Part of the problem is that support for XSLT in web browsers is stuck in 1999 with XSLT 1.0, and even that support is not complete. There are a lot of quality of life improvements that you just can't use if you're using client-side XSLT transformations, and that is not going to change any time soon. But that doesn't mean that XML and XSLT development stopped in 1999. Those technologies were in active(ish) development and are up to version 3.0 as of 2017 or so3. If you want to take advantage of these new versions with all their whiz-bang new feaures, you have to do server-side processing with something like Saxon XSLT. I don't want to do that.

I wanted to make something simple. Since this project was originally just for my own benefit, I chose something that I was already kind of familiar with and massaged it into doing the job that I wanted it to do. In this case it was to take an arbitrary list of things, put them in a nice layout, and sort them so I could find them easily. And I've done that. I also extended that idea a little bit to be able to present articles, and I've got some other projects in the works that may or may not see the light of day, but are useful for learning how to do the things that I want to do.

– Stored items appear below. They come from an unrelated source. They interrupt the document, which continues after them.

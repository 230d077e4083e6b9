//! Integration hooks: campaign events → memories and relation changes.
//!
//! Each hook checks that the actors involved are lords, registers the
//! memories with their tuned weights, and applies any immediate relation
//! change through the [`World`] primitive. If the host's world forwards
//! relation changes into the ripple service (see [`crate::listener`]), the
//! siege penalty ripples like any other material change.

use tracing::debug;

use noble_core::world::World;
use noble_core::{ActorId, MemoryEvent, MemoryKind, MemoryTag, Society};

use crate::events::CampaignEvent;

const VICTORY_WEIGHT: f32 = 1.0;
const DEFEAT_WEIGHT: f32 = 0.8;
const SIEGE_OWNER_WEIGHT: f32 = 1.0;
const SIEGE_BESIEGER_WEIGHT: f32 = 0.8;
const SIEGE_RELATION_PENALTY: i32 = -30;
const SETTLEMENT_LOST_WEIGHT: f32 = 1.0;
const TOURNAMENT_BASE_WEIGHT: f32 = 0.8;
const TOURNAMENT_VALOR_WEIGHT: f32 = 0.25;
const TOURNAMENT_RELATION_SWING: i32 = 2;

/// What a hook did.
#[derive(Debug, Clone, Copy, Default, PartialEq, Eq)]
pub struct HookOutcome {
    /// Records added across all actors.
    pub memories: usize,
    /// Relation changes applied.
    pub relation_changes: usize,
}

/// Dispatch one event.
pub fn on_event<W: World + ?Sized>(society: &mut Society, world: &mut W, event: &CampaignEvent) -> HookOutcome {
    let outcome = match event {
        CampaignEvent::FieldBattleEnded { winners, losers } => on_field_battle(society, world, winners, losers),
        CampaignEvent::PrisonerTaken { captive, captor } => on_prisoner_taken(society, world, *captive, *captor),
        CampaignEvent::PrisonerReleased { captive, captor } => {
            on_prisoner_released(society, world, *captive, *captor)
        }
        CampaignEvent::SiegeStarted {
            owner,
            besieger,
            settlement,
        } => on_siege_started(society, world, *owner, *besieger, settlement),
        CampaignEvent::SettlementLost {
            old_owner,
            capturer,
            settlement,
            by_siege,
        } => on_settlement_lost(society, world, *old_owner, *capturer, settlement, *by_siege),
        CampaignEvent::TournamentFinished {
            winner,
            participants,
            town,
            player_participated,
        } => on_tournament_finished(society, world, *winner, participants, town, *player_participated),
    };
    debug!(
        event = event.label(),
        memories = outcome.memories,
        relation_changes = outcome.relation_changes,
        "Campaign event handled"
    );
    outcome
}

fn is_lord<W: World + ?Sized>(world: &W, actor: ActorId) -> bool {
    world.profile(actor).is_some_and(|p| p.lord)
}

fn distinct_lords<W: World + ?Sized>(world: &W, actors: &[ActorId]) -> Vec<ActorId> {
    let mut lords: Vec<ActorId> = Vec::with_capacity(actors.len());
    for &actor in actors {
        if is_lord(world, actor) && !lords.contains(&actor) {
            lords.push(actor);
        }
    }
    lords
}

/// Every winning lord remembers beating every losing lord, and vice versa.
pub fn on_field_battle<W: World + ?Sized>(
    society: &mut Society,
    world: &mut W,
    winners: &[ActorId],
    losers: &[ActorId],
) -> HookOutcome {
    let winners = distinct_lords(world, winners);
    let losers = distinct_lords(world, losers);
    let mut outcome = HookOutcome::default();
    if winners.is_empty() || losers.is_empty() {
        return outcome;
    }

    let now = world.now();
    for &winner in &winners {
        for &loser in &losers {
            let event = MemoryEvent::new(winner, loser, MemoryKind::BattleVictory, VICTORY_WEIGHT)
                .notes(format!("Defeated {loser} in battle"))
                .tag(MemoryTag::BattleVictory);
            outcome.memories += society.register_memory(event, now);
        }
    }
    for &loser in &losers {
        for &winner in &winners {
            let event = MemoryEvent::new(loser, winner, MemoryKind::BattleDefeat, DEFEAT_WEIGHT)
                .notes(format!("Defeated by {winner} in battle"))
                .tag(MemoryTag::BattleDefeat);
            outcome.memories += society.register_memory(event, now);
        }
    }
    outcome
}

/// The captive remembers their captor; brave captives feel it more.
pub fn on_prisoner_taken<W: World + ?Sized>(
    society: &mut Society,
    world: &mut W,
    captive: ActorId,
    captor: ActorId,
) -> HookOutcome {
    if !is_lord(world, captive) || !is_lord(world, captor) {
        return HookOutcome::default();
    }
    let weight = if world.traits(captive).valor >= 1 { 1.2 } else { 1.0 };
    let event = MemoryEvent::new(captive, captor, MemoryKind::Imprisoned, weight)
        .notes(format!("Taken prisoner by {captor}"));
    HookOutcome {
        memories: society.register_memory(event, world.now()),
        relation_changes: 0,
    }
}

/// The released lord remembers who let them go.
pub fn on_prisoner_released<W: World + ?Sized>(
    society: &mut Society,
    world: &mut W,
    captive: ActorId,
    captor: ActorId,
) -> HookOutcome {
    if !is_lord(world, captive) || !is_lord(world, captor) {
        return HookOutcome::default();
    }
    let weight = if world.traits(captive).valor >= 1 { 1.0 } else { 0.8 };
    let event = MemoryEvent::new(captive, captor, MemoryKind::ReleasedAfterBattle, weight)
        .notes(format!("Released after battle by {captor}"));
    HookOutcome {
        memories: society.register_memory(event, world.now()),
        relation_changes: 0,
    }
}

/// Both sides remember the siege and their relation drops at once.
pub fn on_siege_started<W: World + ?Sized>(
    society: &mut Society,
    world: &mut W,
    owner: ActorId,
    besieger: ActorId,
    settlement: &str,
) -> HookOutcome {
    if owner == besieger || !is_lord(world, owner) || !is_lord(world, besieger) {
        return HookOutcome::default();
    }
    let now = world.now();
    let mut outcome = HookOutcome::default();

    outcome.memories += society.register_memory(
        MemoryEvent::new(owner, besieger, MemoryKind::SiegeStarted, SIEGE_OWNER_WEIGHT)
            .notes(format!("Siege begun against {settlement} by {besieger}"))
            .tag(MemoryTag::Political),
        now,
    );
    outcome.memories += society.register_memory(
        MemoryEvent::new(besieger, owner, MemoryKind::SiegeStarted, SIEGE_BESIEGER_WEIGHT)
            .notes(format!("Laid siege to {settlement}, owned by {owner}"))
            .tag(MemoryTag::Political),
        now,
    );

    world.apply_relation_delta(owner, besieger, SIEGE_RELATION_PENALTY, true);
    outcome.relation_changes = 1;
    outcome
}

/// A lord who loses a town to a siege remembers who took it.
pub fn on_settlement_lost<W: World + ?Sized>(
    society: &mut Society,
    world: &mut W,
    old_owner: ActorId,
    capturer: ActorId,
    settlement: &str,
    by_siege: bool,
) -> HookOutcome {
    let alive_lord = world.profile(old_owner).is_some_and(|p| p.lord && p.alive);
    if !by_siege || !alive_lord {
        return HookOutcome::default();
    }
    let event = MemoryEvent::new(old_owner, capturer, MemoryKind::LostSettlement, SETTLEMENT_LOST_WEIGHT)
        .notes(format!("Lost {settlement} to {capturer}"))
        .tag(MemoryTag::Political);
    HookOutcome {
        memories: society.register_memory(event, world.now()),
        relation_changes: 0,
    }
}

/// The champion remembers the win. Unless the player fought, every other
/// lord's relation with the champion moves by ±2 according to whether their
/// virtues sum to a non-negative value.
pub fn on_tournament_finished<W: World + ?Sized>(
    society: &mut Society,
    world: &mut W,
    winner: ActorId,
    participants: &[ActorId],
    town: &str,
    player_participated: bool,
) -> HookOutcome {
    if !is_lord(world, winner) {
        return HookOutcome::default();
    }

    #[allow(clippy::cast_precision_loss)]
    let weight = TOURNAMENT_BASE_WEIGHT + world.traits(winner).valor as f32 * TOURNAMENT_VALOR_WEIGHT;
    let mut outcome = HookOutcome {
        memories: society.register_memory(
            MemoryEvent::new(winner, winner, MemoryKind::TournamentVictory, weight)
                .notes(format!("Won a tournament at {town}")),
            world.now(),
        ),
        relation_changes: 0,
    };
    if player_participated {
        return outcome;
    }

    for other in distinct_lords(world, participants) {
        if other == winner {
            continue;
        }
        let delta = if world.traits(other).virtue_sum() >= 0 {
            TOURNAMENT_RELATION_SWING
        } else {
            -TOURNAMENT_RELATION_SWING
        };
        world.apply_relation_delta(winner, other, delta, false);
        outcome.relation_changes += 1;
    }
    outcome
}
//! Fixtures shared by the benchmark suite.

#![deny(clippy::unwrap_used)]
#![deny(missing_docs)]
#![warn(clippy::pedantic)]

use noble_core::config::SocietyConfig;
use noble_core::world::SandboxWorld;
use noble_core::{ActorId, GameTime, MemoryEvent, MemoryKind, MemoryTag, SettlementId, Society, TraitSnapshot};

const KINDS: [MemoryKind; 6] = [
    MemoryKind::Insult,
    MemoryKind::TradeDeal,
    MemoryKind::MilitaryAid,
    MemoryKind::BattleVictory,
    MemoryKind::Betrayal,
    MemoryKind::MinorFavor,
];

/// A society with a fixed gossip seed.
#[must_use]
pub fn seeded_society() -> Society {
    let mut config = SocietyConfig::default();
    config.gossip.rng_seed = Some(42);
    Society::new(config)
}

/// Deterministic spread of trait levels in `-2..=2`.
#[must_use]
pub fn traits_for(i: usize) -> TraitSnapshot {
    #[allow(clippy::cast_possible_wrap, clippy::cast_possible_truncation)]
    let level = |shift: usize| ((i >> shift) % 5) as i32 - 2;
    TraitSnapshot {
        valor: level(0),
        mercy: level(1),
        honor: level(2),
        generosity: level(3),
        calculating: level(4),
    }
}

/// `lords` nobles spread over a handful of towns and clans, each holding
/// `memories` records about their neighbours.
#[must_use]
pub fn populated(lords: usize, memories: usize) -> (Society, SandboxWorld, Vec<ActorId>) {
    let mut society = seeded_society();
    let mut world = SandboxWorld::new();
    let towns: Vec<SettlementId> = (0..5).map(|_| SettlementId::new()).collect();
    let king = world.add_lord(traits_for(0));
    let kingdom = world.add_kingdom(Some(king));
    let clans: Vec<_> = (0..8).map(|_| world.add_clan(Some(kingdom))).collect();

    let mut ids = vec![king];
    for i in 1..lords {
        ids.push(world.add_lord(traits_for(i)));
    }
    for (i, &id) in ids.iter().enumerate() {
        world.place(id, Some(towns[i % towns.len()]));
        world.join_clan(id, clans[i % clans.len()]);
    }

    for (i, &source) in ids.iter().enumerate() {
        for m in 0..memories {
            let target = ids[(i + m + 1) % ids.len()];
            #[allow(clippy::cast_precision_loss)]
            let weight = 0.3 + (m % 7) as f32 * 0.1;
            #[allow(clippy::cast_precision_loss)]
            let day = (m % 30) as f64;
            let mut event = MemoryEvent::new(source, target, KINDS[m % KINDS.len()], weight)
                .notes(format!("event {m}"))
                .without_belief();
            if m % 4 == 0 {
                event = event.tag(MemoryTag::Gossip);
            }
            society.register_memory(event, GameTime::from_days(day));
        }
    }
    world.set_now(GameTime::from_days(30.0));
    (society, world, ids)
}

/// A fresh society holding the same agents.
#[must_use]
pub fn society_clone(society: &Society) -> Society {
    let mut copy = Society::new(society.config().clone());
    for agent in society.registry().iter() {
        copy.registry_mut().insert(agent.clone());
    }
    copy
}
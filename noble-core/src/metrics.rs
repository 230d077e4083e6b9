//! Runtime counters and tick timing.
//!
//! Counters are lock-free `AtomicU64`s incremented on the hot path and read
//! on export. Tick timings live in a `parking_lot::Mutex` ring buffer that is
//! only locked once per recorded tick and on the rare percentile query.

use std::sync::atomic::{AtomicU64, Ordering};
use std::time::Instant;

use parking_lot::Mutex;

// ---------------------------------------------------------------------------
// Counters (lock-free)
// ---------------------------------------------------------------------------

/// Atomic counters for society events.
#[derive(Debug)]
pub struct SocietyCounters {
    /// Records appended by `register_memory` (belief copies included).
    pub memories_registered: AtomicU64,
    /// Gossip attempts that reached a listener.
    pub gossip_exchanges: AtomicU64,
    /// Gossip attempts that stopped early.
    pub gossip_skipped: AtomicU64,
    /// Rumours promoted to beliefs.
    pub beliefs_promoted: AtomicU64,
    /// Gossip relation deltas applied in full.
    pub relation_deltas_applied: AtomicU64,
    /// Gossip relation deltas clipped by the weekly budget.
    pub relation_deltas_clipped: AtomicU64,
    /// Gossip relation deltas dropped by cooldown or budget.
    pub relation_deltas_suppressed: AtomicU64,
    /// Secondary ripple deltas applied.
    pub ripples_applied: AtomicU64,
    /// Records removed by daily prune and maintenance.
    pub memories_pruned: AtomicU64,
    /// Agent ticks that ran (not gated).
    pub ticks_run: AtomicU64,
    /// Maintenance passes that ran.
    pub maintenance_passes: AtomicU64,
    /// Snapshots written to storage.
    pub saves_completed: AtomicU64,
}

impl SocietyCounters {
    /// Zeroed counters.
    #[must_use]
    pub const fn new() -> Self {
        Self {
            memories_registered: AtomicU64::new(0),
            gossip_exchanges: AtomicU64::new(0),
            gossip_skipped: AtomicU64::new(0),
            beliefs_promoted: AtomicU64::new(0),
            relation_deltas_applied: AtomicU64::new(0),
            relation_deltas_clipped: AtomicU64::new(0),
            relation_deltas_suppressed: AtomicU64::new(0),
            ripples_applied: AtomicU64::new(0),
            memories_pruned: AtomicU64::new(0),
            ticks_run: AtomicU64::new(0),
            maintenance_passes: AtomicU64::new(0),
            saves_completed: AtomicU64::new(0),
        }
    }

    /// Add `n` to a counter.
    pub fn add(counter: &AtomicU64, n: usize) {
        counter.fetch_add(n as u64, Ordering::Relaxed);
    }

    /// Increment a counter by one.
    pub fn bump(counter: &AtomicU64) {
        counter.fetch_add(1, Ordering::Relaxed);
    }

    /// Snapshot all counters for export.
    #[must_use]
    pub fn snapshot(&self) -> CounterSnapshot {
        CounterSnapshot {
            memories_registered: self.memories_registered.load(Ordering::Relaxed),
            gossip_exchanges: self.gossip_exchanges.load(Ordering::Relaxed),
            gossip_skipped: self.gossip_skipped.load(Ordering::Relaxed),
            beliefs_promoted: self.beliefs_promoted.load(Ordering::Relaxed),
            relation_deltas_applied: self.relation_deltas_applied.load(Ordering::Relaxed),
            relation_deltas_clipped: self.relation_deltas_clipped.load(Ordering::Relaxed),
            relation_deltas_suppressed: self.relation_deltas_suppressed.load(Ordering::Relaxed),
            ripples_applied: self.ripples_applied.load(Ordering::Relaxed),
            memories_pruned: self.memories_pruned.load(Ordering::Relaxed),
            ticks_run: self.ticks_run.load(Ordering::Relaxed),
            maintenance_passes: self.maintenance_passes.load(Ordering::Relaxed),
            saves_completed: self.saves_completed.load(Ordering::Relaxed),
        }
    }
}

impl Default for SocietyCounters {
    fn default() -> Self {
        Self::new()
    }
}

/// Counter values at a point in time.
#[derive(Debug, Clone, Copy, Default, PartialEq, Eq)]
pub struct CounterSnapshot {
    /// Records registered.
    pub memories_registered: u64,
    /// Gossip exchanges.
    pub gossip_exchanges: u64,
    /// Skipped gossip attempts.
    pub gossip_skipped: u64,
    /// Beliefs promoted.
    pub beliefs_promoted: u64,
    /// Full relation deltas.
    pub relation_deltas_applied: u64,
    /// Clipped relation deltas.
    pub relation_deltas_clipped: u64,
    /// Suppressed relation deltas.
    pub relation_deltas_suppressed: u64,
    /// Ripple deltas.
    pub ripples_applied: u64,
    /// Pruned records.
    pub memories_pruned: u64,
    /// Ticks run.
    pub ticks_run: u64,
    /// Maintenance passes.
    pub maintenance_passes: u64,
    /// Saves.
    pub saves_completed: u64,
}

impl CounterSnapshot {
    /// Format as Prometheus-compatible text.
    #[must_use]
    pub fn to_prometheus(&self) -> String {
        let rows: [(&str, &str, u64); 12] = [
            ("memories_registered", "Memory records registered", self.memories_registered),
            ("gossip_exchanges", "Gossip exchanges that reached a listener", self.gossip_exchanges),
            ("gossip_skipped", "Gossip attempts skipped", self.gossip_skipped),
            ("beliefs_promoted", "Rumours promoted to beliefs", self.beliefs_promoted),
            ("relation_deltas_applied", "Gossip relation deltas applied", self.relation_deltas_applied),
            ("relation_deltas_clipped", "Gossip relation deltas clipped", self.relation_deltas_clipped),
            (
                "relation_deltas_suppressed",
                "Gossip relation deltas suppressed",
                self.relation_deltas_suppressed,
            ),
            ("ripples_applied", "Ripple deltas applied", self.ripples_applied),
            ("memories_pruned", "Memory records pruned", self.memories_pruned),
            ("ticks_run", "Agent ticks run", self.ticks_run),
            ("maintenance_passes", "Maintenance passes run", self.maintenance_passes),
            ("saves_completed", "Snapshots saved", self.saves_completed),
        ];

        let mut out = String::new();
        for (name, help, value) in rows {
            out.push_str(&format!(
                "# HELP noble_{name}_total {help}\n\
                 # TYPE noble_{name}_total counter\n\
                 noble_{name}_total {value}\n"
            ));
        }
        out
    }
}

// ---------------------------------------------------------------------------
// Tick timer
// ---------------------------------------------------------------------------

const HISTORY_LEN: usize = 256;

/// Tracks wall-clock time spent per scheduler tick.
#[derive(Debug)]
pub struct TickTimer {
    budget_ms: f64,
    history: Mutex<TickHistory>,
}

#[derive(Debug)]
struct TickHistory {
    timings: Vec<f64>,
    write_idx: usize,
    count: u64,
    last_over_budget: bool,
}

impl TickTimer {
    /// Create a timer with the given per-tick budget (milliseconds).
    #[must_use]
    pub fn new(budget_ms: f64) -> Self {
        Self {
            budget_ms,
            history: Mutex::new(TickHistory {
                timings: vec![0.0; HISTORY_LEN],
                write_idx: 0,
                count: 0,
                last_over_budget: false,
            }),
        }
    }

    /// Start timing; the guard records elapsed time on drop.
    pub fn start(&self) -> TickGuard<'_> {
        TickGuard {
            timer: self,
            start: Instant::now(),
        }
    }

    /// Record a timing (milliseconds).
    pub fn record(&self, ms: f64) {
        let mut h = self.history.lock();
        let idx = h.write_idx;
        h.timings[idx] = ms;
        h.write_idx = (idx + 1) % HISTORY_LEN;
        h.count += 1;
        h.last_over_budget = ms > self.budget_ms;
    }

    /// Number of ticks recorded.
    #[must_use]
    pub fn tick_count(&self) -> u64 {
        self.history.lock().count
    }

    /// Whether the most recent tick ran over budget.
    #[must_use]
    pub fn is_over_budget(&self) -> bool {
        self.history.lock().last_over_budget
    }

    /// P50 / P95 / max over the buffered history.
    #[must_use]
    #[allow(clippy::cast_possible_truncation, clippy::cast_sign_loss, clippy::cast_precision_loss)]
    pub fn percentiles(&self) -> TickPercentiles {
        let h = self.history.lock();
        let n = usize::try_from(h.count).unwrap_or(usize::MAX).min(HISTORY_LEN);
        if n == 0 {
            return TickPercentiles::default();
        }

        let mut sorted = h.timings[..n].to_vec();
        sorted.sort_by(f64::total_cmp);

        TickPercentiles {
            p50: sorted[n / 2],
            p95: sorted[((n as f64 * 0.95) as usize).min(n - 1)],
            max: sorted[n - 1],
        }
    }

    /// The configured budget in milliseconds.
    #[must_use]
    pub fn budget_ms(&self) -> f64 {
        self.budget_ms
    }
}

impl Default for TickTimer {
    fn default() -> Self {
        Self::new(2.0)
    }
}

/// RAII guard returned by [`TickTimer::start`].
pub struct TickGuard<'a> {
    timer: &'a TickTimer,
    start: Instant,
}

impl Drop for TickGuard<'_> {
    fn drop(&mut self) {
        self.timer.record(self.start.elapsed().as_secs_f64() * 1000.0);
    }
}

/// Percentile statistics for tick timings.
#[derive(Debug, Clone, Copy, Default, PartialEq)]
pub struct TickPercentiles {
    /// Median (ms).
    pub p50: f64,
    /// 95th percentile (ms).
    pub p95: f64,
    /// Slowest buffered tick (ms).
    pub max: f64,
}

// ---------------------------------------------------------------------------
// Tracing span names
// ---------------------------------------------------------------------------

/// Span names used with `tracing::span!`.
pub mod spans {
    /// One agent's daily tick.
    pub const TICK: &str = "noble::tick";
    /// A gossip attempt.
    pub const GOSSIP: &str = "noble::gossip";
    /// A ripple pass.
    pub const RIPPLE: &str = "noble::ripple";
    /// Maintenance pass.
    pub const MAINTENANCE: &str = "noble::maintenance";
    /// Persistence save.
    pub const PERSIST_SAVE: &str = "noble::persist::save";
    /// Persistence load.
    pub const PERSIST_LOAD: &str = "noble::persist::load";
}

// ---------------------------------------------------------------------------
// Tests
// ---------------------------------------------------------------------------
//! Noble Society Benchmark Suite
//!
//! Daily-tick performance targets:
//!   register_memory_single ............ < 5μs
//!   agent_tick_200_memories .......... < 100μs
//!   maintenance_pass_500_memories .... < 200μs
//!   ripple_pass_20_observers ......... < 50μs
//!   campaign_day_100_lords ........... < 10ms

use criterion::{BatchSize, Criterion, black_box, criterion_group, criterion_main};

use noble_bench::{populated, seeded_society, society_clone};
use noble_campaign::{CampaignConfig, DailyScheduler};
use noble_core::{ActorId, GameTime, MemoryEvent, MemoryKind, RelationChange, World};

/// Benchmark: one registration with its belief copy.
fn bench_register_memory(c: &mut Criterion) {
    let (a, b) = (ActorId::new(), ActorId::new());
    c.bench_function("register_memory_single", |bench| {
        bench.iter_batched(
            seeded_society,
            |mut society| {
                let event = MemoryEvent::new(a, b, MemoryKind::Betrayal, -1.0).notes("broke the truce");
                black_box(society.register_memory(event, GameTime::ZERO));
            },
            BatchSize::SmallInput,
        );
    });
}

/// Benchmark: one agent tick (gossip + decay + prune) with 200 memories.
fn bench_agent_tick(c: &mut Criterion) {
    let (society, world, ids) = populated(20, 200);
    c.bench_function("agent_tick_200_memories", |bench| {
        bench.iter_batched(
            || (society_clone(&society), world.clone()),
            |(mut society, mut world)| black_box(society.tick(ids[1], &mut world)),
            BatchSize::LargeInput,
        );
    });
}

/// Benchmark: maintenance (half-life, cull, tag caps, hard cap) over 500.
fn bench_maintenance(c: &mut Criterion) {
    let (society, world, ids) = populated(4, 500);
    let now = world.now();
    c.bench_function("maintenance_pass_500_memories", |bench| {
        bench.iter_batched(
            || society_clone(&society),
            |mut society| black_box(society.run_maintenance(ids[0], now)),
            BatchSize::LargeInput,
        );
    });
}

/// Benchmark: a ripple pass over a full clan and kingdom.
fn bench_ripple(c: &mut Criterion) {
    let (society, world, ids) = populated(40, 0);
    let change = RelationChange::new(ids[1], ids[2], 25);
    c.bench_function("ripple_pass_20_observers", |bench| {
        bench.iter_batched(
            || world.clone(),
            |mut world| black_box(society.apply_ripples(&mut world, &change)),
            BatchSize::SmallInput,
        );
    });
}

/// Benchmark: a whole campaign day for 100 lords.
fn bench_campaign_day(c: &mut Criterion) {
    let (society, world, _) = populated(100, 50);
    let config = CampaignConfig::default();
    c.bench_function("campaign_day_100_lords", |bench| {
        bench.iter_batched(
            || (society_clone(&society), world.clone(), DailyScheduler::new(&config)),
            |(mut society, mut world, mut scheduler)| black_box(scheduler.run_day(&mut society, &mut world)),
            BatchSize::LargeInput,
        );
    });
}

criterion_group!(
    benches,
    bench_register_memory,
    bench_agent_tick,
    bench_maintenance,
    bench_ripple,
    bench_campaign_day,
);
criterion_main!(benches);
//! Campaign-side configuration on top of [`SocietyConfig`].
//!
//! ```toml
//! season_days = 10
//!
//! [society.general]
//! log_level = "debug"
//!
//! [society.gossip]
//! rng_seed = 7
//! ```

use std::path::Path;

use serde::{Deserialize, Serialize};

use noble_core::SocietyError;
use noble_core::config::SocietyConfig;
use noble_core::error::Result;

/// Integration-layer configuration.
#[derive(Debug, Clone, Serialize, Deserialize)]
pub struct CampaignConfig {
    /// Core simulation tuning.
    #[serde(default)]
    pub society: SocietyConfig,
    /// Days between seasonal prune summaries.
    #[serde(default = "default_season_days")]
    pub season_days: u32,
    /// Run the maintenance pass after each daily tick.
    #[serde(default = "default_true")]
    pub daily_maintenance: bool,
    /// Minimum |delta| of a relation change that ripples.
    #[serde(default = "default_ripple_threshold")]
    pub ripple_threshold: i32,
}

impl CampaignConfig {
    /// Load from a TOML string.
    ///
    /// # Errors
    /// Returns [`SocietyError::Config`] if the TOML is invalid.
    pub fn from_toml(toml_str: &str) -> Result<Self> {
        toml::from_str(toml_str).map_err(|e| SocietyError::Config(e.to_string()))
    }

    /// Load from a TOML file.
    ///
    /// # Errors
    /// Returns an error if the file cannot be read or parsed.
    pub fn from_file(path: &Path) -> Result<Self> {
        let content = std::fs::read_to_string(path)?;
        Self::from_toml(&content)
    }
}

impl Default for CampaignConfig {
    fn default() -> Self {
        Self {
            society: SocietyConfig::default(),
            season_days: default_season_days(),
            daily_maintenance: true,
            ripple_threshold: default_ripple_threshold(),
        }
    }
}

fn default_season_days() -> u32 {
    10
}

fn default_true() -> bool {
    true
}

fn default_ripple_threshold() -> i32 {
    10
}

And, eventually, I decided that if I'm writing articles, well, maybe someone other than me might want to read one. So, I decided to see if I could get this site indexed by a search engine or two and throw my hat into the ring. This also turned out to be more difficult than I expected.

I started off with Google. I managed to get the site submitted, but they only crawled the index page. It seems that Googlebot doesn't understand XSLT, and the cached page just shows the unmarked-up text of the main index page, and nothing else. I ended up creating a sitemap and an RSS feed, and Googlebot still doesn't seem to be able to find them and/or is unwilling to crawl the site again. I added a robots.txt file with the location of the sitemap, and it still hasn't crawled this site in over three months (as of this writing, the last time this site was 'crawled' by Googlebot was July 2019), but at least it shows up in the search results if you type in 'wyrm.org'.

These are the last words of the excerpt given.